Let me just say, as a musician, I hate sight reading! I can't read music let alone guess what it's suppose to sound like the first time around. I learn everything by ear. A former choir teacher really soured me on the whole sight reading thing. She knew I couldn't do it and made me go first in front of the whole class. She was a horrible teacher. She was so bad that everybody dropped choir for the following year. How bad a teacher do you have to be to make someone stop doing something they love? It turned out for the best though. I took private lessons for 3 years even after they hired a new choir teacher. I was in the choir and taking lessons. My private teacher tried to teach me how to read music but it was a lost cause. She was so cool about it though. I'm still making music and singing but it was she could have ruined it for me completely. I tell ya, I'm so glad Al never had to deal with a teacher like I had in high school! We might not have all that fabulous music, that man to rave about 24-7 or all these wonderful friends in WOWAY!

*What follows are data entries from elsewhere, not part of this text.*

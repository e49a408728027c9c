//! Drift classification against the previous baseline.
//!
//! Classification is pure: the same document and baseline always produce
//! the same verdicts and severity. Only `run_id` and `created_at` differ
//! between two classifications of identical input.

use std::collections::{BTreeMap, HashMap};
use std::str::FromStr;

use chrono::{DateTime, Utc};
use driftwatch_model::{
    Action, ChangeDocument, DriftReport, ModelError, ResourceChange, ResourceVerdict, RunId,
    Severity, VerdictStatus,
};
use serde::{Deserialize, Serialize};

use crate::error::{DriftError, Result};

/// Severity given to resources that were already drifted in the baseline.
///
/// Written as `"carry"` or a severity name (`"low"`) in configuration.
#[derive(Debug, Clone, Copy, Default, PartialEq, Eq, Serialize, Deserialize)]
#[serde(try_from = "String", into = "String")]
pub enum StillDriftedRule {
    /// Keep the severity the resource's action maps to.
    #[default]
    Carry,
    /// Use a fixed severity regardless of action.
    Fixed(Severity),
}

impl FromStr for StillDriftedRule {
    type Err = ModelError;

    fn from_str(s: &str) -> std::result::Result<Self, Self::Err> {
        if s.trim().eq_ignore_ascii_case("carry") {
            return Ok(StillDriftedRule::Carry);
        }
        s.parse().map(StillDriftedRule::Fixed)
    }
}

impl TryFrom<String> for StillDriftedRule {
    type Error = ModelError;

    fn try_from(s: String) -> std::result::Result<Self, Self::Error> {
        s.parse()
    }
}

impl From<StillDriftedRule> for String {
    fn from(rule: StillDriftedRule) -> Self {
        match rule {
            StillDriftedRule::Carry => "carry".to_string(),
            StillDriftedRule::Fixed(severity) => severity.as_str().to_string(),
        }
    }
}

/// Action-to-severity mapping used by the classifier.
#[derive(Debug, Clone, PartialEq, Eq, Serialize, Deserialize)]
pub struct SeverityPolicy {
    pub create: Severity,
    pub update: Severity,
    pub delete: Severity,
    pub replace: Severity,
    pub unknown: Severity,
    pub still_drifted: StillDriftedRule,
}

impl Default for SeverityPolicy {
    fn default() -> Self {
        Self {
            create: Severity::Low,
            update: Severity::Medium,
            delete: Severity::High,
            replace: Severity::High,
            unknown: Severity::Medium,
            still_drifted: StillDriftedRule::Carry,
        }
    }
}

impl SeverityPolicy {
    pub fn for_action(&self, action: Action) -> Severity {
        match action {
            Action::NoOp => Severity::None,
            Action::Create => self.create,
            Action::Update => self.update,
            Action::Delete => self.delete,
            Action::Replace => self.replace,
            Action::Unknown => self.unknown,
        }
    }

    /// Severity contributed by one verdict. Attribute diffs never matter,
    /// only the action does.
    pub fn for_verdict(&self, status: VerdictStatus, action: Action) -> Severity {
        match status {
            VerdictStatus::NewlyDrifted => self.for_action(action),
            VerdictStatus::StillDrifted => match self.still_drifted {
                StillDriftedRule::Carry => self.for_action(action),
                StillDriftedRule::Fixed(severity) => severity,
            },
            VerdictStatus::Unchanged | VerdictStatus::Resolved => Severity::None,
        }
    }
}

/// Compares change documents against the previous report for the same target.
#[derive(Debug, Clone, Default)]
pub struct Classifier {
    policy: SeverityPolicy,
}

impl Classifier {
    pub fn new(policy: SeverityPolicy) -> Self {
        Self { policy }
    }

    pub fn policy(&self) -> &SeverityPolicy {
        &self.policy
    }

    /// Classify `doc` against `baseline` with a fresh run id and timestamp.
    pub fn classify(
        &self,
        doc: &ChangeDocument,
        baseline: Option<&DriftReport>,
    ) -> Result<DriftReport> {
        self.classify_as(doc, baseline, RunId::generate(), Utc::now())
    }

    /// Classify with a caller-supplied run id and timestamp.
    pub fn classify_as(
        &self,
        doc: &ChangeDocument,
        baseline: Option<&DriftReport>,
        run_id: RunId,
        created_at: DateTime<Utc>,
    ) -> Result<DriftReport> {
        if let Some(base) = baseline {
            if base.target() != doc.target() {
                return Err(DriftError::invariant(
                    doc.target().to_string(),
                    format!("baseline {} belongs to {}", base.run_id, base.target()),
                ));
            }
            if base.run_id >= run_id {
                return Err(DriftError::invariant(
                    doc.target().to_string(),
                    format!("baseline {} is not older than run {run_id}", base.run_id),
                ));
            }
        }

        let known = baseline_fingerprints(baseline)?;
        let mut verdicts = BTreeMap::new();

        for change in doc.changes() {
            let address = change.address().to_string();
            let status = if change.action().is_drift() {
                let fingerprint = change.fingerprint()?;
                match known.get(address.as_str()) {
                    Some(Some(known_fp)) if *known_fp == fingerprint => {
                        VerdictStatus::StillDrifted
                    }
                    _ => VerdictStatus::NewlyDrifted,
                }
            } else if known.contains_key(address.as_str()) {
                VerdictStatus::Resolved
            } else {
                VerdictStatus::Unchanged
            };
            verdicts.insert(
                address,
                ResourceVerdict {
                    status,
                    change: Some(change.clone()),
                },
            );
        }

        for address in known.keys() {
            if doc.get(address).is_none() {
                verdicts.insert(
                    address.to_string(),
                    ResourceVerdict {
                        status: VerdictStatus::Resolved,
                        change: None,
                    },
                );
            }
        }

        let severity = self.severity_of(&verdicts);
        Ok(DriftReport {
            run_id,
            cloud: doc.cloud().clone(),
            environment: doc.environment().clone(),
            baseline_run_id: baseline.map(|b| b.run_id.clone()),
            created_at,
            document_digest: doc.digest()?,
            resource_verdicts: verdicts,
            severity,
        })
    }

    /// Highest severity over all verdicts.
    fn severity_of(&self, verdicts: &BTreeMap<String, ResourceVerdict>) -> Severity {
        verdicts
            .values()
            .filter_map(|v| {
                v.change
                    .as_ref()
                    .map(|c| self.policy.for_verdict(v.status, c.action()))
            })
            .max()
            .unwrap_or(Severity::None)
    }
}

/// Fingerprints of the baseline's drifted resources, keyed by address.
///
/// A drifted verdict without its change cannot be compared, so it is kept
/// with no fingerprint and anything at that address counts as newly drifted.
fn baseline_fingerprints(baseline: Option<&DriftReport>) -> Result<HashMap<&str, Option<String>>> {
    let Some(base) = baseline else {
        return Ok(HashMap::new());
    };
    base.resource_verdicts
        .iter()
        .filter(|(_, v)| v.status.is_drifted())
        .map(|(addr, v)| {
            let fp = v
                .change
                .as_ref()
                .map(ResourceChange::fingerprint)
                .transpose()?;
            Ok((addr.as_str(), fp))
        })
        .collect()
}

/// Classify with the default severity policy.
pub fn classify(doc: &ChangeDocument, baseline: Option<&DriftReport>) -> Result<DriftReport> {
    Classifier::default().classify(doc, baseline)
}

Wow, I missed the whole sight-reading/writing music discussion. I'm going to add my 27 cents. I am a musician, and so is my husband. I have been playing the flute for 31 years. I can both read music and sight-read it. I haven't written too many songs. One I worked out a part on the fife for that my husband wrote a part on guitar for. It is not written down in the sense of writing down notes. Just written in our heads, I guess. WE have a few other songs we've written together on flute and guitar as well. While I have experience reading music, my husband does not. He can't read music. But yet he's been playing guitar for 40 years now. He can write some beautiful songs, too. Writing a song does not have to involve physically writing the notes down on paper. You can play a song, and get others to join in with you, *or just play it solo* figuring out their own parts, and it can sound really great! My husband has a band, and that's what generally happens. So a person doesn't have to know how to read music in order to write a song.
WAY: I have to think about it. I don't believe so.
TONY: But maybe.
WAY: [Laughs, followed by awkward silence]
I know Al has...there was a girl at the concert I went to who had al sign her...err....and she tattooed it....(just kinda on top, but Al must have been in an awkward position :lookround: )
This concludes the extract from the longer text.